The divorced father-of-two put the twinges down to residual damage from a motorbike accident which shattered his kneecap in 1985.

He was eventually diagnosed with MND in 2015 and still feels well enough to get out and about.

However his worst fear is that he will “end up paralysed with a tube sticking out of his stomach”.

“The doctors say that whatever I’m doing keep doing it because the MND is taking its time,” said Dave, who is registered with Dignitas and has money set aside for the trip.

“There could be nothing for a long time. Then I could get up one morning and I might be a wee bit worse.

Dave Finalyson

“I’m not frightened of dying but my biggest fear is that I’ll become paralysed and be unable to move with my mind still going.

“I’d rather go over there (to Switzerland).  You take a drink of barbiturates, fall asleep and you’re gone. We should all have the choice.”

Dave, who says he’ll “do the NHS a favour by saving money on hospices”, also rejects the ethical objections raised by some medical and religious organisations.

He added: “I think that kind of view is going to come from religion isn’t it? What right have they got? I don’t interfere in what they believe, so keep the hell out of my life. Good on them. But leave me alone.

“There are worries folk are going to bump off their grannies to get inheritance etc.  But how do several other countries (which allow assisted suicide) manage?”

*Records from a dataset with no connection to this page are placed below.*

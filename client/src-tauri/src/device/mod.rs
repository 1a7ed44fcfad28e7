//! Device Resolver
//!
//! Resolves the "default" pseudo-device-id into a concrete, stable device
//! id, and probes output devices before committing to them. Binding to a
//! concrete id instead of leaving a stream on "default" avoids audio
//! stalling when the window loses focus on several platforms.

use std::sync::atomic::{AtomicBool, Ordering};

use cpal::traits::{DeviceTrait, HostTrait};
use cpal::{Device, Host};
use thiserror::Error;
use tracing::warn;

use crate::audio::AudioDevice;

pub const DEFAULT_DEVICE_ID: &str = "default";

#[derive(Error, Debug)]
pub enum DeviceError {
    #[error("no devices of the requested kind are available")]
    NoneAvailable,
    #[error("device enumeration failed: {0}")]
    EnumerationFailed(String),
}

#[derive(Debug, Clone, Copy, PartialEq, Eq)]
pub enum DeviceKind {
    Input,
    Output,
}

/// Resolves "default" device selections to a concrete device and
/// remembers (for this session) whether output-device probing has failed,
/// so it is not retried on every call.
pub struct DeviceResolver {
    output_probe_suppressed: AtomicBool,
}

impl Default for DeviceResolver {
    fn default() -> Self {
        Self::new()
    }
}

impl DeviceResolver {
    pub fn new() -> Self {
        Self {
            output_probe_suppressed: AtomicBool::new(false),
        }
    }

    /// Resolve a selected device id against the enumerated device list.
    ///
    /// If `selected` is `None` or equals [`DEFAULT_DEVICE_ID`], applies the
    /// resolution algorithm: (1) a device sharing the default entry's
    /// group id, (2) the first non-default device with a non-empty label,
    /// (3) the first non-default device. Otherwise returns `selected`
    /// unchanged (it already names a concrete device).
    pub fn resolve_name(
        &self,
        selected: Option<&str>,
        host: &Host,
        kind: DeviceKind,
    ) -> Result<Option<String>, DeviceError> {
        match selected {
            None | Some(DEFAULT_DEVICE_ID) => {
                let devices = Self::enumerate_names(host, kind)?;
                Ok(Self::pick_default(&devices))
            }
            Some(name) => Ok(Some(name.to_string())),
        }
    }

    /// cpal has no notion of "group id" the way browsers do; the closest
    /// analogue is the default device's own name, which this crate treats
    /// as step (1) of the algorithm collapsing onto step (2)/(3) directly
    /// since cpal exposes no stable cross-device grouping.
    fn pick_default(names: &[String]) -> Option<String> {
        names
            .iter()
            .find(|n| !n.is_empty())
            .cloned()
            .or_else(|| names.first().cloned())
    }

    fn enumerate_names(host: &Host, kind: DeviceKind) -> Result<Vec<String>, DeviceError> {
        let devices: Vec<Device> = match kind {
            DeviceKind::Input => host
                .input_devices()
                .map_err(|e| DeviceError::EnumerationFailed(e.to_string()))?
                .collect(),
            DeviceKind::Output => host
                .output_devices()
                .map_err(|e| DeviceError::EnumerationFailed(e.to_string()))?
                .collect(),
        };

        Ok(devices.iter().filter_map(|d| d.name().ok()).collect())
    }

    /// Probe an output device by opening and immediately dropping a
    /// throwaway output stream. On failure, suppresses further probing for
    /// the remainder of the session and signals the caller to fall back to
    /// "default".
    pub fn probe_output(&self, host: &Host, device_name: &str) -> bool {
        if self.output_probe_suppressed.load(Ordering::Relaxed) {
            return true;
        }

        let Ok(mut devices) = host.output_devices() else {
            return true;
        };

        let Some(device) = devices.find(|d| d.name().map(|n| n == device_name).unwrap_or(false))
        else {
            return true;
        };

        if device.default_output_config().is_err() {
            warn!(device = device_name, "output device probe failed, suppressing further probes");
            self.output_probe_suppressed.store(true, Ordering::Relaxed);
            return false;
        }

        true
    }

    pub fn output_probe_suppressed(&self) -> bool {
        self.output_probe_suppressed.load(Ordering::Relaxed)
    }
}

/// List microphone input devices as [`AudioDevice`]s, matching the
/// `AudioDeviceList` shape used elsewhere in this crate.
pub fn enumerate_input_devices(host: &Host) -> Result<Vec<AudioDevice>, DeviceError> {
    enumerate_devices(host, DeviceKind::Input)
}

/// List speaker/headphone output devices as [`AudioDevice`]s.
pub fn enumerate_output_devices(host: &Host) -> Result<Vec<AudioDevice>, DeviceError> {
    enumerate_devices(host, DeviceKind::Output)
}

fn enumerate_devices(host: &Host, kind: DeviceKind) -> Result<Vec<AudioDevice>, DeviceError> {
    let default_name = match kind {
        DeviceKind::Input => host.default_input_device(),
        DeviceKind::Output => host.default_output_device(),
    }
    .and_then(|d| d.name().ok());

    let devices: Vec<Device> = match kind {
        DeviceKind::Input => host
            .input_devices()
            .map_err(|e| DeviceError::EnumerationFailed(e.to_string()))?
            .collect(),
        DeviceKind::Output => host
            .output_devices()
            .map_err(|e| DeviceError::EnumerationFailed(e.to_string()))?
            .collect(),
    };

    Ok(devices
        .iter()
        .filter_map(|d| d.name().ok())
        .map(|name| AudioDevice {
            is_default: Some(&name) == default_name.as_ref(),
            device_id: name.clone(),
            label: name,
        })
        .collect())
}

#[cfg(test)]
mod tests {
    use super::*;

    #[test]
    fn pick_default_prefers_non_empty_label() {
        let names = vec![String::new(), "Headset".to_string(), "Speakers".to_string()];
        assert_eq!(DeviceResolver::pick_default(&names), Some("Headset".to_string()));
    }

    #[test]
    fn pick_default_falls_back_to_first() {
        let names = vec![String::new()];
        assert_eq!(DeviceResolver::pick_default(&names), Some(String::new()));
    }

    #[test]
    fn pick_default_empty_list() {
        let names: Vec<String> = vec![];
        assert_eq!(DeviceResolver::pick_default(&names), None);
    }

    #[test]
    fn resolve_name_passes_through_concrete_id() {
        let resolver = DeviceResolver::new();
        let host = cpal::default_host();
        let resolved = resolver
            .resolve_name(Some("My Microphone"), &host, DeviceKind::Input)
            .unwrap();
        assert_eq!(resolved, Some("My Microphone".to_string()));
    }
}
//! Opus RTP sender.
//!
//! Mirrors `video::rtp::VideoRtpSender`: each encoded Opus frame fits in a
//! single RTP packet (20 ms frames never exceed the MTU), so no
//! fragmentation is needed. `TrackLocalStaticRTP::write()` owns the RTP
//! header (SSRC, sequence, payload type); we only hand it the payload.

use std::sync::Arc;

use tracing::trace;
use webrtc::track::track_local::{track_local_static_rtp::TrackLocalStaticRTP, TrackLocalWriter};

use super::AudioError;

pub struct AudioRtpSender {
    track: Arc<TrackLocalStaticRTP>,
}

impl AudioRtpSender {
    pub fn new(track: Arc<TrackLocalStaticRTP>) -> Self {
        Self { track }
    }

    /// Send one Opus-encoded 20 ms frame.
    pub async fn send_frame(&self, encoded: &[u8]) -> Result<(), AudioError> {
        if encoded.is_empty() {
            return Ok(());
        }
        self.track
            .write(encoded)
            .await
            .map_err(|e| AudioError::StreamError(e.to_string()))?;
        trace!(len = encoded.len(), "sent opus rtp frame");
        Ok(())
    }
}
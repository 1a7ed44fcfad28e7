//! Webcam Capture Module
//!
//! Camera capture using `nokhwa`. Runs on a blocking thread since
//! `nokhwa::Camera` is `!Send`. Produces I420 frames via `mpsc::Sender`.

use nokhwa::pixel_format::RgbFormat;
use nokhwa::utils::{CameraIndex, RequestedFormat, RequestedFormatType};
use nokhwa::Camera;
use serde::{Deserialize, Serialize};
use tokio::sync::{mpsc, watch};
use tracing::{debug, error, info, warn};

use super::convert::RgbToI420Converter;
use super::I420Frame;

/// A webcam device available for capture.
#[derive(Debug, Clone, Serialize, Deserialize)]
pub struct WebcamDevice {
    /// Device index (used for opening).
    pub index: u32,
    /// Human-readable device name.
    pub name: String,
    /// Device description (driver info).
    pub description: String,
}

/// Enumerate available webcam devices.
pub fn enumerate_webcam_devices() -> Result<Vec<WebcamDevice>, String> {
    let backend =
        nokhwa::native_api_backend().ok_or_else(|| "No camera backend available".to_string())?;

    let cameras = nokhwa::query(backend).map_err(|e| format!("Failed to query cameras: {e}"))?;

    Ok(cameras
        .into_iter()
        .map(|info| {
            let index = match info.index() {
                CameraIndex::Index(i) => *i,
                CameraIndex::String(_) => 0,
            };
            WebcamDevice {
                index,
                name: info.human_name(),
                description: info.description().to_string(),
            }
        })
        .collect())
}

/// Webcam capturer that produces I420 frames from a camera device.
pub struct WebcamCapturer {
    device_index: u32,
    fps: u32,
    width: u32,
    height: u32,
}

impl WebcamCapturer {
    /// Create a new webcam capturer.
    ///
    /// `device_index` selects the camera (0 = first camera).
    /// `width`/`height`/`fps` are requested; the camera may use the closest supported format.
    pub const fn new(device_index: u32, fps: u32, width: u32, height: u32) -> Self {
        Self {
            device_index,
            fps,
            width,
            height,
        }
    }

    /// Start capturing frames, sending them to the provided channel.
    ///
    /// Runs on `spawn_blocking` since `nokhwa::Camera` is `!Send`.
    /// Returns when `shutdown_rx` receives `true` or the camera disconnects.
    pub fn start(
        self,
        frame_tx: mpsc::Sender<I420Frame>,
        shutdown_rx: watch::Receiver<bool>,
    ) -> Result<tokio::task::JoinHandle<()>, String> {
        let device_index = self.device_index;
        let fps = self.fps;
        let width = self.width;
        let height = self.height;

        let handle = tokio::task::spawn_blocking(move || {
            let index = CameraIndex::Index(device_index);
            let requested =
                RequestedFormat::new::<RgbFormat>(RequestedFormatType::AbsoluteHighestFrameRate);

            let mut camera = match Camera::new(index, requested) {
                Ok(c) => c,
                Err(e) => {
                    error!(device = device_index, error = %e, "Failed to open webcam");
                    return;
                }
            };

            if let Err(e) = camera.open_stream() {
                error!(device = device_index, error = %e, "Failed to open webcam stream");
                return;
            }

            // Get actual resolution from camera (may differ from requested)
            let actual_format = camera.camera_format();
            let actual_width = actual_format.resolution().width_x;
            let actual_height = actual_format.resolution().height_y;

            info!(
                device = device_index,
                requested_w = width,
                requested_h = height,
                actual_w = actual_width,
                actual_h = actual_height,
                fps,
                "Webcam capture started"
            );

            let mut converter = RgbToI420Converter::new(actual_width, actual_height);

            // Calculate frame interval for target FPS
            let frame_interval = std::time::Duration::from_millis(1000 / u64::from(fps));

            loop {
                if *shutdown_rx.borrow() {
                    info!(device = device_index, "Webcam capture shutdown requested");
                    break;
                }

                let frame_start = std::time::Instant::now();

                match camera.frame() {
                    Ok(frame) => match frame.decode_image::<RgbFormat>() {
                        Ok(decoded) => {
                            let rgb_data = decoded.into_raw();
                            let i420 = converter.convert_owned(&rgb_data);

                            if frame_tx.try_send(i420).is_err() {
                                debug!("Webcam frame dropped (receiver behind)");
                            }
                        }
                        Err(e) => {
                            warn!(error = %e, "Failed to decode webcam frame");
                        }
                    },
                    Err(e) => {
                        warn!(error = %e, "Failed to capture webcam frame");
                        // Brief sleep before retrying on error
                        std::thread::sleep(std::time::Duration::from_millis(50));
                        continue;
                    }
                }

                // Pace to target FPS
                let elapsed = frame_start.elapsed();
                if let Some(remaining) = frame_interval.checked_sub(elapsed) {
                    std::thread::sleep(remaining);
                }
            }

            if let Err(e) = camera.stop_stream() {
                warn!(error = %e, "Error stopping webcam stream");
            }
            info!(device = device_index, "Webcam capture stopped");
        });

        Ok(handle)
    }
}
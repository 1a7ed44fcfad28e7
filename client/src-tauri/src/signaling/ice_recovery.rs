//! Per-peer ICE recovery state machine: stall timers, restart cooldown,
//! and the "nuclear recreate" fallback.
//!
//! Grounded in `webrtc/mod.rs::setup_event_handlers`'s connection-state
//! callback, generalized from a single global state flag into a per-peer
//! timer-driven state machine per spec §4.E.

use std::sync::atomic::Ordering;
use std::sync::Arc;

use webrtc::ice_transport::ice_connection_state::RTCIceConnectionState;
use webrtc::peer_connection::peer_connection_state::RTCPeerConnectionState;
use webrtc::peer_connection::sdp::session_description::RTCSessionDescription;
use webrtc::peer_connection::signaling_state::RTCSignalingState;

use crate::consts::{
    ICE_CHECKING_STALL_TIMEOUT, ICE_DISCONNECTED_RECOVERY_TIMEOUT, ICE_RESTART_COOLDOWN,
};
use crate::media::LocalTrackSource;
use crate::peer::{PeerId, PeerRegistry};
use crate::session::state::ConnectionState;
use crate::signaling::transport::{ClientEvent, SignalingTransport};

pub struct IceRecovery {
    registry: Arc<PeerRegistry>,
    transport: Arc<dyn SignalingTransport>,
    local_tracks: Arc<dyn LocalTrackSource>,
    on_connection_state: Box<dyn Fn(ConnectionState) + Send + Sync>,
    on_user_notice: Box<dyn Fn(String, String) + Send + Sync>,
}

impl IceRecovery {
    pub fn new(
        registry: Arc<PeerRegistry>,
        transport: Arc<dyn SignalingTransport>,
        local_tracks: Arc<dyn LocalTrackSource>,
        on_connection_state: Box<dyn Fn(ConnectionState) + Send + Sync>,
        on_user_notice: Box<dyn Fn(String, String) + Send + Sync>,
    ) -> Self {
        Self {
            registry,
            transport,
            local_tracks,
            on_connection_state,
            on_user_notice,
        }
    }

    /// Entry point wired to `PeerHandlers::on_ice_state_change`.
    pub async fn on_ice_state_change(self: &Arc<Self>, peer_id: PeerId, state: RTCIceConnectionState) {
        let Some(peer) = self.registry.get(&peer_id).await else {
            return;
        };

        match state {
            RTCIceConnectionState::Checking => {
                self.schedule_timer(peer_id, ICE_CHECKING_STALL_TIMEOUT, state)
                    .await;
            }
            RTCIceConnectionState::Disconnected => {
                (self.on_connection_state)(ConnectionState::Reconnecting);
                self.schedule_timer(peer_id, ICE_DISCONNECTED_RECOVERY_TIMEOUT, state)
                    .await;
            }
            RTCIceConnectionState::Failed => {
                peer.cancel_recovery_timer().await;
                (self.on_user_notice)(
                    peer_id.clone(),
                    "connection lost, attempting to reconnect".to_string(),
                );
                let this = self.clone();
                let id = peer_id.clone();
                tokio::spawn(async move { this.restart(&id).await });
            }
            RTCIceConnectionState::Connected | RTCIceConnectionState::Completed => {
                peer.cancel_recovery_timer().await;
                self.maybe_mark_connected().await;
            }
            _ => {}
        }
    }

    async fn schedule_timer(self: &Arc<Self>, peer_id: PeerId, timeout: std::time::Duration, expected: RTCIceConnectionState) {
        let Some(peer) = self.registry.get(&peer_id).await else {
            return;
        };
        peer.cancel_recovery_timer().await;

        let this = self.clone();
        let id = peer_id.clone();
        let handle = tokio::spawn(async move {
            tokio::time::sleep(timeout).await;
            if let Some(peer) = this.registry.get(&id).await {
                if peer.pc.ice_connection_state() == expected {
                    this.restart(&id).await;
                }
            }
        });
        *peer.ice_recovery_timer.write().await = Some(handle);
    }

    /// Entry point wired to `PeerHandlers::on_connection_state_change`: a
    /// peer connection settling (or closing) may be the last one the
    /// overall session was waiting on.
    pub async fn recheck_connected(&self) {
        self.maybe_mark_connected().await;
    }

    async fn maybe_mark_connected(&self) {
        let peers = self.registry.all().await;
        let all_settled = peers.iter().all(|p| {
            matches!(
                p.pc.connection_state(),
                RTCPeerConnectionState::Connected
                    | RTCPeerConnectionState::Closed
            )
        });
        if all_settled {
            (self.on_connection_state)(ConnectionState::Connected);
        }
    }

    /// Attempt an ICE restart for `peer_id`, subject to cooldown and
    /// in-flight guards; falls through to a nuclear recreate on failure.
    pub async fn restart(self: &Arc<Self>, peer_id: &str) {
        let Some(peer) = self.registry.get(peer_id).await else {
            return;
        };

        if peer.ice_restart_in_flight.swap(true, Ordering::SeqCst) {
            return;
        }
        if !peer.cooldown_elapsed(ICE_RESTART_COOLDOWN) {
            tracing::warn!(peer = peer_id, "skipping ice restart (cooldown)");
            peer.ice_restart_in_flight.store(false, Ordering::SeqCst);
            return;
        }

        peer.mark_restart_attempted().await;
        let transport = self.transport.clone();
        let pid = peer_id.to_string();

        let result = peer
            .queue
            .enqueue_returning(|| async {
                if peer.pc.signaling_state() != RTCSignalingState::Stable {
                    return Ok(());
                }
                let offer = peer
                    .pc
                    .create_offer(Some(webrtc::peer_connection::offer_answer_options::RTCOfferOptions {
                        ice_restart: true,
                        voice_activity_detection: false,
                    }))
                    .await
                    .map_err(|e| e.to_string())?;
                peer.pc
                    .set_local_description(offer.clone())
                    .await
                    .map_err(|e| e.to_string())?;
                transport
                    .send(ClientEvent::SendSignal {
                        target_user_id: pid.clone(),
                        payload: serde_json::json!({"type": "offer", "sdp": offer.sdp}),
                    })
                    .await
                    .map_err(|e| e.to_string())?;
                Ok::<(), String>(())
            })
            .await;

        peer.ice_restart_in_flight.store(false, Ordering::SeqCst);

        if let Err(e) = result {
            tracing::warn!(peer = peer_id, error = %e, "ice restart failed, recreating peer");
            self.nuclear_recreate(peer_id).await;
        }
    }

    /// Destroy and rebuild the peer connection from scratch, re-adding
    /// local tracks and sending a fresh offer.
    pub async fn nuclear_recreate(&self, peer_id: &str) {
        let mic = self.local_tracks.microphone_track().await;
        let Ok(peer) = self.registry.create_peer(peer_id.to_string(), mic).await else {
            tracing::error!(peer = peer_id, "nuclear recreate failed to build new peer");
            return;
        };

        let camera = self.local_tracks.camera_track().await;
        let transport = self.transport.clone();
        let pid = peer_id.to_string();
        peer.queue
            .enqueue(peer_id, || async move {
                if let Some(cam) = camera {
                    if let Ok(sender) = peer
                        .pc
                        .add_track(cam.clone() as Arc<dyn webrtc::track::track_local::TrackLocal + Send + Sync>)
                        .await
                    {
                        *peer.camera_sender.write().await = Some(sender);
                        *peer.camera_track.write().await = Some(cam);
                    }
                }

                let offer = peer
                    .pc
                    .create_offer(None)
                    .await
                    .map_err(|e| e.to_string())?;
                peer.pc
                    .set_local_description(offer.clone())
                    .await
                    .map_err(|e| e.to_string())?;
                transport
                    .send(ClientEvent::SendSignal {
                        target_user_id: pid,
                        payload: serde_json::json!({"type": "offer", "sdp": offer.sdp}),
                    })
                    .await
                    .map_err(|e| e.to_string())
            })
            .await;
    }
}

/// Helper used by offer/answer handling to parse a remote SDP string.
pub fn parse_offer(sdp: &str) -> Result<RTCSessionDescription, String> {
    RTCSessionDescription::offer(sdp.to_string()).map_err(|e| e.to_string())
}

pub fn parse_answer(sdp: &str) -> Result<RTCSessionDescription, String> {
    RTCSessionDescription::answer(sdp.to_string()).map_err(|e| e.to_string())
}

Campaign group Dignity in Dying says more than half of Scots would consider travelling abroad for an assisted suicide if they were terminally ill – but only one in five could affords the £10,000 cost.

A recent report,  The True Cost: How the UK outsources death to Dignitas, included a YouGov poll which showed that more than two thirds would consider breaking the law to assist a terminally ill loved one to have an assisted death abroad.

Although there is no specific crime of assisting a suicide in Scotland, relatives may be prosecuted for culpable homicide just by accompanying their loved one on the plane or driving them to the airport, helping to arrange the trip or contributing financially.

Dignity in Dying is campaigning for Scotland to introduce laws already in place in Canada and parts of the USA that would give terminally ill patients with less than six months to live the right to be prescribed a fatal dose of medication which they can self-administer.

Ally Thomson, Director Scotland of Dignity in Dying said: “By denying terminally ill people the option of an assisted death at home, we are not solving the problem, just outsourcing it to Switzerland – and dying people in Scotland and their families are the ones paying the price.”

Amanda Ward, CEO of Friends at the End recently said the right should also extend to patients with an incurable condition causing “hopeless and unbearable suffering”.

However, Dr Gordon Macdonald, of Care Not Killing, said legalising assisted suicide would see an estimated 1500 Scots a year ending their lives prematurely.

He added: “Many of these people would be in a very vulnerable situation and feel under pressure to end their lives prematurely.

“The current law provides an important deterrent effect and it should not be changed. Rather than changing the law on assisted suicide, we need to ensure that palliative care is properly funded.”